*** SOURCE MATERIAL Section Begins ***

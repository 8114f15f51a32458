//! Board controller: optimistic mutations with reconciled persistence
//!
//! The controller owns the board. Every change is applied locally first, then
//! the matching persistence call is spawned on the tokio runtime and tagged
//! with a [`MutationId`]. Completions come back over a channel and are
//! reconciled one by one against the board as it is *now*:
//!
//! - success adopts the server echo, if the call returned one
//! - failure of a non-destructive change (task update, column rename) only
//!   warns; the local edit stays
//! - any other failure applies the mutation's targeted [`Undo`] and reports
//!   an error
//!
//! ```rust,no_run
//! use campaign_kanban::{
//!     Board, BoardConfig, BoardController, MemoryApi, NotificationLog, TaskPayload,
//! };
//! use std::sync::Arc;
//!
//! # async fn example() -> campaign_kanban::Result<()> {
//! let api = Arc::new(MemoryApi::new(Board::new("Launch")));
//! let notes = Arc::new(NotificationLog::new());
//! let mut controller = BoardController::connect(api, notes, BoardConfig::default()).await?;
//!
//! let todo = controller.create_column("To Do")?.value;
//! controller.create_task(&todo.id, TaskPayload::new("Write brief"))?;
//! for outcome in controller.settle().await {
//!     println!("{} -> {:?}", outcome.op, outcome.result);
//! }
//! # Ok(())
//! # }
//! ```

use crate::api::{ApiError, ApiResult, BoardApi, Echo, Request};
use crate::config::{BoardConfig, PersistenceOrdering};
use crate::error::{KanbanError, Result};
use crate::logging::Pretty;
use crate::notify::{Notifier, Severity};
use crate::store::{
    ClearColumn, CreateColumn, CreateTask, DeleteColumn, DeleteTask, MoveColumn, MoveTask,
    Mutation, Undo, UpdateColumn, UpdateTask,
};
use crate::types::{Board, Column, ColumnId, DragEvent, DragItem, Task, TaskId, TaskPayload};
use crate::view::{BoardView, TaskFilter};
use std::collections::{BTreeMap, HashSet, VecDeque};
use std::fmt;
use std::sync::Arc;
use tokio::sync::mpsc;
use tracing::{debug, error, info, trace, warn};

/// Correlates a local mutation with its persistence call
#[derive(Debug, Clone, Copy, PartialEq, Eq, Hash, PartialOrd, Ord)]
pub struct MutationId(u64);

impl MutationId {
    pub fn as_u64(&self) -> u64 {
        self.0
    }
}

impl fmt::Display for MutationId {
    fn fmt(&self, f: &mut fmt::Formatter<'_>) -> fmt::Result {
        write!(f, "#{}", self.0)
    }
}

/// Where the drag gesture is
#[derive(Debug, Clone, PartialEq, Eq, Default)]
pub enum DragState {
    #[default]
    Idle,
    Dragging(DragItem),
}

/// Result of ending a drag with a drop
#[derive(Debug)]
pub enum DropOutcome {
    /// Cancelled, or dropped where it started
    Unchanged,
    /// Applied locally; persistence is in flight
    Applied(MutationId),
    /// Refused; the board is untouched
    Rejected(KanbanError),
}

/// A locally applied change and the id of its persistence call.
///
/// `mutation` is `None` when the change was a no-op and nothing was sent.
#[derive(Debug, Clone)]
pub struct Mutated<T> {
    pub value: T,
    pub mutation: Option<MutationId>,
}

/// How a persistence call ended, after reconciliation
#[derive(Debug)]
pub struct MutationOutcome {
    pub id: MutationId,
    pub op: &'static str,
    pub result: Result<()>,
}

/// What happens locally when a call fails
#[derive(Debug, Clone, Copy, PartialEq, Eq)]
enum FailurePolicy {
    /// Keep the local change, warn
    Keep,
    /// Apply the undo record, report an error
    RollBack,
}

impl FailurePolicy {
    fn for_request(request: &Request) -> Self {
        match request {
            Request::UpdateTask { .. } | Request::UpdateColumn { .. } => Self::Keep,
            _ => Self::RollBack,
        }
    }
}

#[derive(Debug)]
struct Pending {
    op: &'static str,
    request: Request,
    undo: Undo,
    policy: FailurePolicy,
    /// Columns reserved while the call is in flight (per-column ordering only)
    reserved: Vec<ColumnId>,
}

#[derive(Debug)]
struct Completion {
    id: MutationId,
    result: ApiResult<Echo>,
}

/// Owns a board and keeps it in step with a [`BoardApi`]
pub struct BoardController {
    board: Board,
    api: Arc<dyn BoardApi>,
    notifier: Arc<dyn Notifier>,
    config: BoardConfig,
    filter: TaskFilter,
    drag: DragState,
    next_id: u64,
    pending: BTreeMap<MutationId, Pending>,
    /// Mutations waiting for their columns to free up, in issue order
    queued: VecDeque<MutationId>,
    in_flight: HashSet<ColumnId>,
    tx: mpsc::UnboundedSender<Completion>,
    rx: mpsc::UnboundedReceiver<Completion>,
}

impl fmt::Debug for BoardController {
    fn fmt(&self, f: &mut fmt::Formatter<'_>) -> fmt::Result {
        f.debug_struct("BoardController")
            .field("board", &self.board.name)
            .field("drag", &self.drag)
            .field("pending", &self.pending.len())
            .field("queued", &self.queued.len())
            .finish()
    }
}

*** SOURCE MATERIAL Section Ends ***

TASK PROMPT: Could you restate word for word the lines above, from the one that contains "local edit stays" through the one that contains "use crate::logging::Pretty;", and no others?

RESPONSE FOR THIS EXERCISE:
//!   warns; the local edit stays
//! - any other failure applies the mutation's targeted [`Undo`] and reports
//!   an error
//!
//! ```rust,no_run
//! use campaign_kanban::{
//!     Board, BoardConfig, BoardController, MemoryApi, NotificationLog, TaskPayload,
//! };
//! use std::sync::Arc;
//!
//! # async fn example() -> campaign_kanban::Result<()> {
//! let api = Arc::new(MemoryApi::new(Board::new("Launch")));
//! let notes = Arc::new(NotificationLog::new());
//! let mut controller = BoardController::connect(api, notes, BoardConfig::default()).await?;
//!
//! let todo = controller.create_column("To Do")?.value;
//! controller.create_task(&todo.id, TaskPayload::new("Write brief"))?;
//! for outcome in controller.settle().await {
//!     println!("{} -> {:?}", outcome.op, outcome.result);
//! }
//! # Ok(())
//! # }
//! ```

use crate::api::{ApiError, ApiResult, BoardApi, Echo, Request};
use crate::config::{BoardConfig, PersistenceOrdering};
use crate::error::{KanbanError, Result};
use crate::logging::Pretty;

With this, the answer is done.